- _EXERCISE DIRECTIONS_
The lines below are to be quoted exactly, from the first through the one that contains "on its own.".

[Dataset entries]
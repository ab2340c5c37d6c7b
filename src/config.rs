//! Configuration management for runboard.
//!
//! This module defines the structure of the `runboard.toml` configuration file,
//! loads it, and turns each entry into a validated `ProcessSpec`.

use std::collections::HashMap;
use std::path::{Path, PathBuf};

use anyhow::{anyhow, Context};
use indexmap::IndexMap;
use serde::Deserialize;
use thiserror::Error;

use crate::process::ProcessSpec;

/// Name of the config file looked up in the working directory.
pub const DEFAULT_CONFIG: &str = "runboard.toml";

/// Top-level configuration structure corresponding to `runboard.toml`.
#[derive(Debug, Clone, Deserialize)]
pub struct Config {
    /// Processes to supervise, keyed by name, in declaration order.
    ///
    /// Entries stay raw until `build_specs` so that a bad entry is reported on its own.
    #[serde(rename = "process", default)]
    pub processes: IndexMap<String, toml::Value>,
}

/// Configuration for a single process.
#[derive(Debug, Clone, Deserialize)]
pub struct ProcessConfig {
    /// Command to execute.
    pub command: Option<CommandLine>,
    /// Palette color for the process label.
    pub color: Option<String>,
    /// Working directory for the process.
    pub cwd: Option<String>,
    /// Environment variables to set for the process.
    pub env: Option<HashMap<String, String>>,
}

/// The two accepted spellings of a command.
#[derive(Debug, Clone, Deserialize, PartialEq, Eq)]
#[serde(untagged)]
pub enum CommandLine {
    /// `command = "npm run dev"`, split with shell quoting rules.
    Shell(String),
    /// `command = ["npm", "run", "dev"]`, executable first.
    Argv(Vec<String>),
}

impl CommandLine {
    fn split(&self) -> Result<(String, Vec<String>), String> {
        let mut parts = match self {
            CommandLine::Shell(line) => {
                shell_words::split(line).map_err(|err| format!("cannot parse command: {}", err))?
            }
            CommandLine::Argv(parts) => parts.clone(),
        };
        if parts.is_empty() || parts[0].is_empty() {
            return Err("command is empty".to_string());
        }
        let cmd = parts.remove(0);
        Ok((cmd, parts))
    }
}

/// Why configuration could not produce a process list.
#[derive(Debug, Error)]
pub enum ConfigError {
    /// Nothing usable was supplied: missing, unreadable or malformed file.
    #[error(transparent)]
    Load(#[from] anyhow::Error),
    /// The file parsed, but some entries are unusable.
    #[error("configuration has {} invalid process entries", .0.len())]
    InvalidEntries(Vec<EntryError>),
}

impl ConfigError {
    pub fn exit_code(&self) -> i32 {
        match self {
            ConfigError::Load(_) => 1,
            ConfigError::InvalidEntries(_) => 2,
        }
    }
}

/// A single unusable entry.
#[derive(Debug, Clone, PartialEq, Eq, Error)]
#[error("process '{name}': {reason}")]
pub struct EntryError {
    pub name: String,
    pub reason: String,
}

/// Picks the config file: an explicit path, else `runboard.toml` if present.
pub fn resolve_path(explicit: Option<&Path>) -> Result<PathBuf, ConfigError> {
    if let Some(path) = explicit {
        return Ok(path.to_path_buf());
    }
    let path = Path::new(DEFAULT_CONFIG);
    if path.exists() {
        Ok(path.to_path_buf())
    } else {
        Err(ConfigError::Load(anyhow!(
            "no configuration found (pass --config or create {})",
            DEFAULT_CONFIG
        )))
    }
}

/// Loads and parses the configuration from a file path.
pub fn load_config(path: &Path) -> anyhow::Result<Config> {
    let raw = std::fs::read_to_string(path)
        .with_context(|| format!("failed to read config file {}", path.display()))?;
    parse_config(&raw).with_context(|| format!("failed to parse config file {}", path.display()))
}

pub fn parse_config(raw: &str) -> anyhow::Result<Config> {
    Ok(toml::from_str(raw)?)
}

/// Validates every entry and builds the specs, in declaration order.
///
/// All invalid entries are reported together; no spec is returned if any is invalid.
pub fn build_specs(config: Config) -> Result<Vec<ProcessSpec>, ConfigError> {
    if config.processes.is_empty() {
        return Err(ConfigError::Load(anyhow!("no processes defined")));
    }
    let mut specs = Vec::with_capacity(config.processes.len());
    let mut errors = Vec::new();
    for (name, value) in config.processes {
        let process = match value.try_into::<ProcessConfig>() {
            Ok(process) => process,
            Err(err) => {
                errors.push(EntryError {
                    name,
                    reason: err.message().to_string(),
                });
                continue;
            }
        };
        let Some(command) = &process.command else {
            errors.push(EntryError {
                name,
                reason: "missing `command`".to_string(),
            });
            continue;
        };
        match command.split() {
            Ok((cmd, args)) => specs.push(ProcessSpec {
                name,
                cmd,
                args,
                cwd: process.cwd,
                color: process.color,
                env: process.env.unwrap_or_default(),
            }),
            Err(reason) => errors.push(EntryError { name, reason }),
        }
    }
    if errors.is_empty() {
        Ok(specs)
    } else {
        Err(ConfigError::InvalidEntries(errors))
    }
}

/// Full path from an optional file location to validated specs.
pub fn load_specs(explicit: Option<&Path>) -> Result<Vec<ProcessSpec>, ConfigError> {
    let path = resolve_path(explicit)?;
    let config = load_config(&path)?;
    build_specs(config)
}
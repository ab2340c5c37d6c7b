//! Process label colors.
//!
//! Every entry gets one color from a small palette when the registry is built. Colors
//! are handed out so usage counts stay balanced; a color pinned in the config is
//! honored even if that unbalances the counts.

use crossterm::style::Color;

use crate::process::ProcessStatus;

/// Colors available for process labels, in allocation order.
pub const PALETTE: [(&str, Color); 5] = [
    ("cyan", Color::Cyan),
    ("magenta", Color::Magenta),
    ("blue", Color::Blue),
    ("yellow", Color::Yellow),
    ("green", Color::Green),
];

/// Looks up a palette color by name (case-insensitive).
pub fn palette_index(name: &str) -> Option<usize> {
    let name = name.trim().to_lowercase();
    PALETTE.iter().position(|(candidate, _)| *candidate == name)
}

/// Balances palette usage across entries.
#[derive(Debug, Default, Clone)]
pub struct ColorAllocator {
    counts: [usize; PALETTE.len()],
}

impl ColorAllocator {
    pub fn new() -> Self {
        Self::default()
    }

    /// Picks the color for a new entry.
    ///
    /// A pinned palette name wins; otherwise the least used color, earliest in the
    /// palette on ties. A pin that names no palette color is handed back as the
    /// second element so the caller can report it.
    pub fn assign(&mut self, pinned: Option<&str>) -> (Color, Option<String>) {
        let mut rejected = None;
        let index = match pinned.map(|name| (name, palette_index(name))) {
            Some((_, Some(index))) => index,
            Some((name, None)) => {
                rejected = Some(name.to_string());
                self.least_used()
            }
            None => self.least_used(),
        };
        self.counts[index] += 1;
        (PALETTE[index].1, rejected)
    }

    fn least_used(&self) -> usize {
        let mut best = 0;
        for (index, count) in self.counts.iter().enumerate() {
            if *count < self.counts[best] {
                best = index;
            }
        }
        best
    }

    pub fn counts(&self) -> &[usize] {
        &self.counts
    }
}

/// Color (and boldness) used for a status bullet and word.
pub fn status_style(status: ProcessStatus) -> (Color, bool) {
    match status {
        ProcessStatus::Running => (Color::Green, false),
        ProcessStatus::Failed => (Color::Red, true),
        ProcessStatus::Stopped => (Color::Red, false),
        ProcessStatus::Completed => (Color::Yellow, false),
    }
}

#[cfg(test)]
mod tests {
    use super::*;

    #[test]
    fn unpinned_colors_follow_palette_order() {
        let mut colors = ColorAllocator::new();
        let assigned = (0..5).map(|_| colors.assign(None).0).collect::<Vec<_>>();
        let expected = PALETTE.iter().map(|(_, color)| *color).collect::<Vec<_>>();
        assert_eq!(assigned, expected);
    }

    #[test]
    fn counts_stay_within_one() {
        for n in 0..23 {
            let mut colors = ColorAllocator::new();
            for _ in 0..n {
                colors.assign(None);
            }
            let max = *colors.counts().iter().max().unwrap();
            let min = *colors.counts().iter().min().unwrap();
            assert!(max - min <= 1, "n = {}: {:?}", n, colors.counts());
            assert_eq!(colors.counts().iter().sum::<usize>(), n);
        }
    }

    #[test]
    fn pinned_color_counts_toward_balance() {
        let mut colors = ColorAllocator::new();
        assert_eq!(colors.assign(Some("Cyan")).0, Color::Cyan);
        // cyan is taken, so the next free color is magenta
        assert_eq!(colors.assign(None).0, Color::Magenta);
        assert_eq!(colors.assign(Some("cyan")).0, Color::Cyan);
        assert_eq!(colors.counts()[0], 2);
    }

    #[test]
    fn unknown_pin_falls_back_and_is_reported() {
        let mut colors = ColorAllocator::new();
        let (color, rejected) = colors.assign(Some("chartreuse"));
        assert_eq!(color, Color::Cyan);
        assert_eq!(rejected.as_deref(), Some("chartreuse"));
    }

    #[test]
    fn failed_is_bold_red() {
        assert_eq!(status_style(ProcessStatus::Failed), (Color::Red, true));
        assert_eq!(status_style(ProcessStatus::Stopped), (Color::Red, false));
    }
}
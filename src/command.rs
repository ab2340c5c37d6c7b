//! Operator command grammar.
//!
//! A line is cleaned (control characters removed, whitespace trimmed) and split on
//! whitespace. One token is a global command; two tokens are a control action and a
//! target, in either order. Everything else is rejected with the cleaned input echoed.

use thiserror::Error;

/// Per-entry control actions.
#[derive(Debug, Clone, Copy, PartialEq, Eq)]
pub enum Action {
    Start,
    Stop,
    Restart,
}

impl Action {
    pub const ALL: [Action; 3] = [Action::Start, Action::Stop, Action::Restart];

    pub fn parse(token: &str) -> Option<Self> {
        match token {
            "start" => Some(Action::Start),
            "stop" => Some(Action::Stop),
            "restart" => Some(Action::Restart),
            _ => None,
        }
    }

    pub fn keyword(self) -> &'static str {
        match self {
            Action::Start => "start",
            Action::Stop => "stop",
            Action::Restart => "restart",
        }
    }
}

/// A parsed operator command. Targets are registry indices, in registry order for
/// `all`/`*`.
#[derive(Debug, Clone, PartialEq, Eq)]
pub enum Command {
    Empty,
    Quit,
    Status,
    Help,
    Control { action: Action, targets: Vec<usize> },
}

#[derive(Debug, Clone, PartialEq, Eq, Error)]
#[error("Unknown command: {input}")]
pub struct UnknownCommand {
    pub input: String,
}

/// Removes control characters and surrounding whitespace.
pub fn clean_input(raw: &str) -> String {
    raw.chars()
        .filter(|c| !c.is_control())
        .collect::<String>()
        .trim()
        .to_string()
}

/// Parses one input line against the configured entry `names`.
pub fn parse(raw: &str, names: &[&str]) -> Result<Command, UnknownCommand> {
    let input = clean_input(raw);
    let tokens = input.split_whitespace().collect::<Vec<_>>();
    let parsed = match tokens.as_slice() {
        [] => Some(Command::Empty),
        [single] => parse_global(single),
        [first, second] => parse_control(first, second, names),
        _ => None,
    };
    parsed.ok_or(UnknownCommand { input })
}

fn parse_global(token: &str) -> Option<Command> {
    match token {
        "quit" | "q" => Some(Command::Quit),
        "status" | "s" => Some(Command::Status),
        "help" | "h" | "?" => Some(Command::Help),
        _ => None,
    }
}

fn parse_control(first: &str, second: &str, names: &[&str]) -> Option<Command> {
    let (action, target) = match (Action::parse(first), Action::parse(second)) {
        (Some(action), None) => (action, second),
        (None, Some(action)) => (action, first),
        _ => return None,
    };
    let targets = resolve_target(target, names)?;
    Some(Command::Control { action, targets })
}

fn resolve_target(target: &str, names: &[&str]) -> Option<Vec<usize>> {
    if target == "all" || target == "*" {
        return Some((0..names.len()).collect());
    }
    names
        .iter()
        .position(|name| *name == target)
        .map(|index| vec![index])
}
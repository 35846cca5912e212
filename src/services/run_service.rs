//! Run driver: one sync pass per configured bucket pair, then the marker.

use crate::config::{AppConfig, CheckMode};
use crate::errors::SyncResult;
use crate::models::BucketPair;
use crate::services::{
    detector::ChangeDetector,
    hash_store::HashStore,
    marker::LastRunMarker,
    object_store::StoreFactory,
    sync_service::{PassSummary, SyncService},
};
use chrono::{DateTime, Utc};
use std::sync::Arc;
use tracing::{error, info};

#[derive(Debug, Default, Clone)]
pub struct RunSummary {
    /// Completed passes, in configuration order.
    pub passes: Vec<(BucketPair, PassSummary)>,
    /// Pairs whose pass ended early (store setup or listing failure).
    pub failed_pairs: Vec<BucketPair>,
    /// New marker value, when this run advanced it.
    pub marker_advanced_to: Option<DateTime<Utc>>,
}

impl RunSummary {
    pub fn transferred(&self) -> usize {
        self.passes.iter().map(|(_, pass)| pass.transferred).sum()
    }

    pub fn failed_objects(&self) -> usize {
        self.passes.iter().map(|(_, pass)| pass.failed).sum()
    }
}

pub struct RunDriver<F> {
    config: Arc<AppConfig>,
    factory: F,
    hash_store: HashStore,
    marker: LastRunMarker,
}

impl<F: StoreFactory> RunDriver<F> {
    pub fn new(config: Arc<AppConfig>, factory: F) -> Self {
        let hash_store = HashStore::new(config.database_url.clone());
        let marker = LastRunMarker::new(config.marker_path.clone());
        Self {
            config,
            factory,
            hash_store,
            marker,
        }
    }

    /// Sync every pair in order. Never fails: pair-level errors are logged
    /// and recorded in the summary.
    pub async fn run(&self, bucket_pairs: &[BucketPair]) -> RunSummary {
        let last_run = self.marker.load().await;
        let detector = ChangeDetector::new(self.config.check_mode, last_run);
        let mut summary = RunSummary::default();

        for pair in bucket_pairs {
            info!("syncing {}", pair);
            match self.sync_pair(pair, detector).await {
                Ok(pass) => summary.passes.push((pair.clone(), pass)),
                Err(err) => {
                    error!("pass {} aborted: {}", pair, err);
                    summary.failed_pairs.push(pair.clone());
                }
            }
        }

        // Advanced once per run, after every pair, never per pass.
        if matches!(self.config.check_mode, CheckMode::LastRunTimestamp) && !self.config.dry_run {
            match self.marker.store(Utc::now()).await {
                Ok(at) => summary.marker_advanced_to = Some(at),
                Err(err) => error!(
                    "could not write last run marker {}: {}",
                    self.marker.path().display(),
                    err
                ),
            }
        }

        info!(
            pairs = bucket_pairs.len(),
            failed_pairs = summary.failed_pairs.len(),
            transferred = summary.transferred(),
            failed_objects = summary.failed_objects(),
            "run complete"
        );
        summary
    }

    async fn sync_pair(&self, pair: &BucketPair, detector: ChangeDetector) -> SyncResult<PassSummary> {
        let source = self.factory.open(&pair.source_profile).await?;
        let destination = self.factory.open(&pair.destination_profile).await?;
        let service = SyncService::new(
            self.config.clone(),
            detector,
            self.hash_store.clone(),
            source,
            destination,
        );
        service
            .sync(
                &pair.source_bucket,
                &pair.destination_bucket,
                &pair.destination_prefix(),
            )
            .await
    }
}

- _ANSWER AREA_
repository ab2340c5c37d6c7b
filename src/config.rs
//! Configuration management for runboard.
//!
//! This module defines the structure of the `runboard.toml` configuration file,
//! loads it, and turns each entry into a validated `ProcessSpec`.

use std::collections::HashMap;
use std::path::{Path, PathBuf};

use anyhow::{anyhow, Context};
use indexmap::IndexMap;
use serde::Deserialize;
use thiserror::Error;

use crate::process::ProcessSpec;

/// Name of the config file looked up in the working directory.
pub const DEFAULT_CONFIG: &str = "runboard.toml";

/// Top-level configuration structure corresponding to `runboard.toml`.
#[derive(Debug, Clone, Deserialize)]
pub struct Config {
    /// Processes to supervise, keyed by name, in declaration order.
    ///
    /// Entries stay raw until `build_specs` so that a bad entry is reported on its own.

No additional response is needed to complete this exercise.